___ Material provided

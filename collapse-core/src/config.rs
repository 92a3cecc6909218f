use serde::{Deserialize, Serialize};

/// Collapse timing and announcement tunables.
///
/// Values outside their bounds are clamped by [`CollapseConfig::clamped`],
/// never rejected.
#[derive(Debug, Clone, PartialEq, Eq, Serialize, Deserialize)]
#[serde(default)]
pub struct CollapseConfig {
    /// Countdown before implosion starts, `[5, 600]` seconds
    pub delay_seconds: u64,
    /// Radius within which actors receive countdown messages, `[16, 512]` blocks
    pub announce_radius_blocks: i32,
    /// Implosion tick period, `[50, 2000]` ms
    pub tick_ms: u64,
    /// Layers removed per implosion tick, `[1, 10]`
    pub layers_per_tick: i32,
}

impl Default for CollapseConfig {
    fn default() -> Self {
        Self {
            delay_seconds: 30,
            announce_radius_blocks: 64,
            tick_ms: 300,
            layers_per_tick: 2,
        }
    }
}

impl CollapseConfig {
    pub const DELAY_BOUNDS: (u64, u64) = (5, 600);
    pub const ANNOUNCE_BOUNDS: (i32, i32) = (16, 512);
    pub const TICK_BOUNDS: (u64, u64) = (50, 2000);
    pub const LAYERS_BOUNDS: (i32, i32) = (1, 10);

    pub fn clamped(&self) -> Self {
        Self {
            delay_seconds: self
                .delay_seconds
                .clamp(Self::DELAY_BOUNDS.0, Self::DELAY_BOUNDS.1),
            announce_radius_blocks: self
                .announce_radius_blocks
                .clamp(Self::ANNOUNCE_BOUNDS.0, Self::ANNOUNCE_BOUNDS.1),
            tick_ms: self.tick_ms.clamp(Self::TICK_BOUNDS.0, Self::TICK_BOUNDS.1),
            layers_per_tick: self
                .layers_per_tick
                .clamp(Self::LAYERS_BOUNDS.0, Self::LAYERS_BOUNDS.1),
        }
    }

    pub fn to_json(&self) -> String {
        serde_json::to_string(self).unwrap_or_default()
    }

    pub fn from_json(json: &str) -> Option<Self> {
        serde_json::from_str::<Self>(json).ok().map(|c| c.clamped())
    }
}

/// Vault gating rules
#[derive(Debug, Clone, PartialEq, Eq, Serialize, Deserialize)]
#[serde(default)]
pub struct VaultConfig {
    pub key_item_id: String,
    pub keys_per_unlock: u32,
    pub warn_cooldown_ms: i64,
    /// Only blocks whose id starts with this prefix are gated
    pub container_prefix: String,
    pub region_radius: i32,
    pub max_below_anchor: i32,
    pub max_above_anchor: i32,
}

impl Default for VaultConfig {
    fn default() -> Self {
        Self {
            key_item_id: "BattleTowers_Tower_Key".into(),
            keys_per_unlock: 1,
            warn_cooldown_ms: 1250,
            container_prefix: "Furniture_Village_Chest".into(),
            region_radius: 28,
            max_below_anchor: 20,
            max_above_anchor: 8,
        }
    }
}

/// Item costs for the delay and key-forging commands
#[derive(Debug, Clone, PartialEq, Eq, Serialize, Deserialize)]
#[serde(default)]
pub struct EconomyConfig {
    pub sigil_item_id: String,
    pub core_item_id: String,
    pub seconds_per_sigil: u64,
    pub max_sigils: u32,
    pub forge_sigil_cost: u32,
    pub forge_core_cost: u32,
    pub delay_search_radius: i32,
}

impl Default for EconomyConfig {
    fn default() -> Self {
        Self {
            sigil_item_id: "BattleTowers_Tower_Sigil".into(),
            core_item_id: "BattleTowers_Tower_Core".into(),
            seconds_per_sigil: 10,
            max_sigils: 5,
            forge_sigil_cost: 5,
            forge_core_cost: 1,
            delay_search_radius: 128,
        }
    }
}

______

▶ [What is required]: Word for word, transcribe each of the entries above.

▶ [Output of the task]:
filename collapse-core/src/config.rs
repository 92a3cecc6909218f
use serde::{Deserialize, Serialize};

/// Collapse timing and announcement tunables.
///
/// Values outside their bounds are clamped by [`CollapseConfig::clamped`],
/// never rejected.
#[derive(Debug, Clone, PartialEq, Eq, Serialize, Deserialize)]
#[serde(default)]
pub struct CollapseConfig {
    /// Countdown before implosion starts, `[5, 600]` seconds
    pub delay_seconds: u64,
    /// Radius within which actors receive countdown messages, `[16, 512]` blocks
    pub announce_radius_blocks: i32,
    /// Implosion tick period, `[50, 2000]` ms
    pub tick_ms: u64,
    /// Layers removed per implosion tick, `[1, 10]`
    pub layers_per_tick: i32,
}

impl Default for CollapseConfig {
    fn default() -> Self {
        Self {
            delay_seconds: 30,
            announce_radius_blocks: 64,
            tick_ms: 300,
            layers_per_tick: 2,
        }
    }
}

impl CollapseConfig {
    pub const DELAY_BOUNDS: (u64, u64) = (5, 600);
    pub const ANNOUNCE_BOUNDS: (i32, i32) = (16, 512);
    pub const TICK_BOUNDS: (u64, u64) = (50, 2000);
    pub const LAYERS_BOUNDS: (i32, i32) = (1, 10);

    pub fn clamped(&self) -> Self {
        Self {
            delay_seconds: self
                .delay_seconds
                .clamp(Self::DELAY_BOUNDS.0, Self::DELAY_BOUNDS.1),
            announce_radius_blocks: self
                .announce_radius_blocks
                .clamp(Self::ANNOUNCE_BOUNDS.0, Self::ANNOUNCE_BOUNDS.1),
            tick_ms: self.tick_ms.clamp(Self::TICK_BOUNDS.0, Self::TICK_BOUNDS.1),
            layers_per_tick: self
                .layers_per_tick
                .clamp(Self::LAYERS_BOUNDS.0, Self::LAYERS_BOUNDS.1),
        }
    }

    pub fn to_json(&self) -> String {
        serde_json::to_string(self).unwrap_or_default()
    }

    pub fn from_json(json: &str) -> Option<Self> {
        serde_json::from_str::<Self>(json).ok().map(|c| c.clamped())
    }
}

/// Vault gating rules
#[derive(Debug, Clone, PartialEq, Eq, Serialize, Deserialize)]
#[serde(default)]
pub struct VaultConfig {
    pub key_item_id: String,
    pub keys_per_unlock: u32,
    pub warn_cooldown_ms: i64,
    /// Only blocks whose id starts with this prefix are gated
    pub container_prefix: String,
    pub region_radius: i32,
    pub max_below_anchor: i32,
    pub max_above_anchor: i32,
}

impl Default for VaultConfig {
    fn default() -> Self {
        Self {
            key_item_id: "BattleTowers_Tower_Key".into(),
            keys_per_unlock: 1,
            warn_cooldown_ms: 1250,
            container_prefix: "Furniture_Village_Chest".into(),
            region_radius: 28,
            max_below_anchor: 20,
            max_above_anchor: 8,
        }
    }
}

/// Item costs for the delay and key-forging commands
#[derive(Debug, Clone, PartialEq, Eq, Serialize, Deserialize)]
#[serde(default)]
pub struct EconomyConfig {
    pub sigil_item_id: String,
    pub core_item_id: String,
    pub seconds_per_sigil: u64,
    pub max_sigils: u32,
    pub forge_sigil_cost: u32,
    pub forge_core_cost: u32,
    pub delay_search_radius: i32,
}

impl Default for EconomyConfig {
    fn default() -> Self {
        Self {
            sigil_item_id: "BattleTowers_Tower_Sigil".into(),
            core_item_id: "BattleTowers_Tower_Core".into(),
            seconds_per_sigil: 10,
            max_sigils: 5,
            forge_sigil_cost: 5,
            forge_core_cost: 1,
            delay_search_radius: 128,
        }
    }
}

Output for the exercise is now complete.